How to deploy a Tensorflow model using Sagemaker Endpoints and AWS Code Pipeline

In this article, I’ll show you how to build a Docker image to serve a Tensorflow model using Tensorflow Serving and deploy how to deploy the Docker image as a Sagemaker Endpoint. I’ll run all of the steps as AWS Code Pipeline.
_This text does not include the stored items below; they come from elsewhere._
//! Tests for retrying transient gateway failures

use std::time::{Duration, Instant};

use credibil_ciba::{AgeVerificationRequest, Capability, Error, RetryPolicy, Step};
use serde_json::json;
use test_utils::{BC_AUTHORIZE, MockGateway, TOKEN};
use wiremock::matchers::{method, path};
use wiremock::{Mock, ResponseTemplate};

const PHONE: &str = "+34629255833";

// A single 500 from bc-authorize is retried and the sequence completes.
#[tokio::test]
async fn recovers() {
    let gateway = MockGateway::start().await;
    gateway
        .mount(
            Mock::given(method("POST"))
                .and(path(BC_AUTHORIZE))
                .respond_with(ResponseTemplate::new(500))
                .up_to_n_times(1),
        )
        .await;
    gateway.sequence(Capability::AgeVerification, json!({"ageCheck": "true"})).await;

    let result = gateway
        .client()
        .perform_full_verification(PHONE, &AgeVerificationRequest::default())
        .await
        .expect("should verify");

    assert!(result.age_check.is_match());
    assert_eq!(gateway.authorize_calls().await, 2);
    assert_eq!(gateway.token_calls().await, 1);
}

// Only the failing step is retried: earlier steps are not repeated.
#[tokio::test]
async fn retries_step_only() {
    let gateway = MockGateway::start().await;
    gateway.authorize_ok().await;
    gateway
        .mount(
            Mock::given(method("POST"))
                .and(path(TOKEN))
                .respond_with(ResponseTemplate::new(500))
                .up_to_n_times(2),
        )
        .await;
    gateway.token_ok("token").await;
    gateway.verify_ok(Capability::AgeVerification, "token", json!({"ageCheck": "false"})).await;

    let result = gateway
        .client()
        .perform_full_verification(PHONE, &AgeVerificationRequest::default())
        .await
        .expect("should verify");

    assert!(!result.age_check.is_match());
    assert_eq!(gateway.authorize_calls().await, 1);
    assert_eq!(gateway.token_calls().await, 3);
}

// A gateway that keeps failing is attempted once plus the retry count, with
// the backoff between attempts, before a transient error is returned.
#[tokio::test]
async fn exhausted() {
    let gateway = MockGateway::start().await;
    gateway.authorize(ResponseTemplate::new(500).set_body_string("upstream down")).await;

    let started = Instant::now();
    let err = gateway
        .client()
        .perform_full_verification(PHONE, &AgeVerificationRequest::default())
        .await
        .expect_err("should fail");

    assert!(started.elapsed() >= Duration::from_millis(300));
    assert_eq!(err, Error::Transient {
        step: Step::Authorize,
        status: Some(500),
        message: "upstream down".to_string(),
    });
    assert_eq!(gateway.authorize_calls().await, 3);
    assert_eq!(gateway.token_calls().await, 0);
}

// Client errors are final.
#[tokio::test]
async fn client_error_not_retried() {
    for status in [400, 401, 403, 404, 422] {
        let gateway = MockGateway::start().await;
        gateway.authorize(ResponseTemplate::new(status)).await;

        let err = gateway
            .client()
            .perform_full_verification(PHONE, &AgeVerificationRequest::default())
            .await
            .expect_err("should fail");

        assert_eq!(err.status(), Some(status));
        assert!(!err.is_transient());
        assert_eq!(gateway.authorize_calls().await, 1, "status {status}");
        assert_eq!(gateway.token_calls().await, 0);
    }
}

// Only HTTP 500 is treated as transient.
#[tokio::test]
async fn other_server_error_not_retried() {
    let gateway = MockGateway::start().await;
    gateway.authorize_ok().await;
    gateway.token(ResponseTemplate::new(503)).await;

    let err = gateway
        .client()
        .perform_full_verification(PHONE, &AgeVerificationRequest::default())
        .await
        .expect_err("should fail");

    assert!(matches!(err, Error::Token { status: 503, .. }));
    assert_eq!(gateway.token_calls().await, 1);
}

#[tokio::test]
async fn no_retry_policy() {
    let gateway = MockGateway::start().await;
    gateway.authorize(ResponseTemplate::new(500)).await;

    let err = gateway
        .client_with(RetryPolicy::none())
        .perform_full_verification(PHONE, &AgeVerificationRequest::default())
        .await
        .expect_err("should fail");

    assert!(err.is_transient());
    assert_eq!(gateway.authorize_calls().await, 1);
}

// An unreachable gateway is a transient failure with no status.
#[tokio::test]
async fn unreachable() {
    test_utils::init_tracing();
    let client = credibil_ciba::CibaClient::builder()
        .base_url("http://127.0.0.1:1")
        .retry(RetryPolicy {
            initial_backoff: Duration::from_millis(10),
            max_retries: 1,
            ..RetryPolicy::default()
        })
        .credentials(credibil_ciba::CredentialSet::new(credibil_ciba::Credentials::new(
            test_utils::CLIENT_ID,
            test_utils::CLIENT_SECRET,
        )))
        .build()
        .expect("should build");

    let err = client
        .perform_full_verification(PHONE, &AgeVerificationRequest::default())
        .await
        .expect_err("should fail");

    assert!(matches!(err, Error::Transient { step: Step::Authorize, status: None, .. }));
}
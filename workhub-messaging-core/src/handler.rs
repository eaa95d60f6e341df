// workhub-messaging-core/src/handler.rs
use crate::MessagingError;
use async_trait::async_trait;

#[async_trait]
pub trait EventCallback: Send + Sync {
    async fn handle(&self, routing_key: &str, body: &[u8]) -> Result<(), MessagingError>;
}

/// When a consumer acknowledges a delivery to the broker.
#[derive(Debug, Clone, Copy, Default, PartialEq, Eq)]
pub enum AckMode {
    /// Ack as soon as the delivery arrives. A failing handler loses the event.
    #[default]
    OnReceipt,
    /// Ack after the handler succeeds; reject without requeue (dead-letter) when it fails.
    AfterHandler,
}

impl std::str::FromStr for AckMode {
    type Err = MessagingError;

    fn from_str(s: &str) -> Result<Self, Self::Err> {
        match s.to_ascii_lowercase().as_str() {
            "on-receipt" | "on_receipt" => Ok(Self::OnReceipt),
            "after-handler" | "after_handler" => Ok(Self::AfterHandler),
            _ => Err(MessagingError::ConfigInvalid {
                var: "WORKHUB_ACK_MODE".to_string(),
                reason: format!("unknown ack mode: {s}"),
            }),
        }
    }
}

#[cfg(test)]
mod tests {
    use super::*;

    #[test]
    fn ack_mode_parses() {
        assert_eq!("on-receipt".parse::<AckMode>().unwrap(), AckMode::OnReceipt);
        assert_eq!("AFTER_HANDLER".parse::<AckMode>().unwrap(), AckMode::AfterHandler);
        assert!("sometimes".parse::<AckMode>().is_err());
        assert_eq!(AckMode::default(), AckMode::OnReceipt);
    }
}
To simplify the example, I will include only the relevant part of the pipeline configuration code. If you need an example of the entire pipeline configuration file, I suggest looking at the AWS MLOps Workshop files. I created all of the code in this article using the AWS MLOps Workshop and the “Bring your own Tensorflow model to Sagemaker” tutorial as an example.

Assumptions

In this example, I assume that a data scientist has trained an ML model using Tensorflow and stored the files on S3. I will also not include any code to expose the Sagemaker Endpoint as a REST API. You can copy such code from the workshop mentioned above. I’ll also assume that you have already defined an ECR repository (we will need it to store the Docker image).

Building a Docker image

First, we have to define an AWS Code Pipeline step to download the model from S3, build a Docker image, and push it to a Docker repository.

ModelBuildProject:
    Type: AWS::CodeBuild::Project
    Properties:
      Name: !Sub ${AWS::StackName}-pipeline-modelbuild
      Description: Builds a Docker container with the model
      ServiceRole: !GetAtt CodeDeploymentRole.Arn
      Artifacts:
        Type: CODEPIPELINE
      Environment:
        Type: LINUX_CONTAINER
        ComputeType: BUILD_GENERAL1_SMALL
        Image: aws/codebuild/python:3.6.5
        PrivilegedMode: true
      Source:
        Type: CODEPIPELINE
        BuildSpec: !Sub |
          version: 0.2
          phases:
            pre_build:
              commands:
                - nohup /usr/local/bin/dockerd --host=unix:///var/run/docker.sock --host=tcp://127.0.0.1:2375 --storage-driver=overlay2 &
                - timeout 15 sh -c "until docker info; do echo .; sleep 1; done"
            build:
              commands:
                - bash download_model.sh
                - bash build_image.sh
            post_build:
              commands:
                - echo "Deployed"
          artifacts:
            files:
              - '**/*'
      TimeoutInMinutes: 30


Pipeline:
    Type: AWS::CodePipeline::Pipeline
    Properties:
      ArtifactStore:
        Location: !Ref "ArtifactStoreBucket"
        Type: S3
      DisableInboundStageTransitions: []
      Name: !Ref "AWS::StackName"
      RoleArn: !GetAtt [PipelineRole, Arn]
      Stages:
        - Name: HERE YOU SHOULD PUT THE STEP THAT DOWNLOADS CODE FROM THE REPOSITORY
        ...
        - Name: Build_Model_Image
          Actions:
            - Name: BuildModelImage
              ActionTypeId:
                Category: Build
                Owner: AWS
                Provider: CodeBuild
                Version: "1"
              Configuration:
                ProjectName: !Ref "ModelBuildProject"
              InputArtifacts:
                - Name: src
              OutputArtifacts:
                - Name: bld
              RunOrder: "2"

The code above starts the Docker process on the machine provided by AWS and runs two scripts: download_model.sh and build_image.sh.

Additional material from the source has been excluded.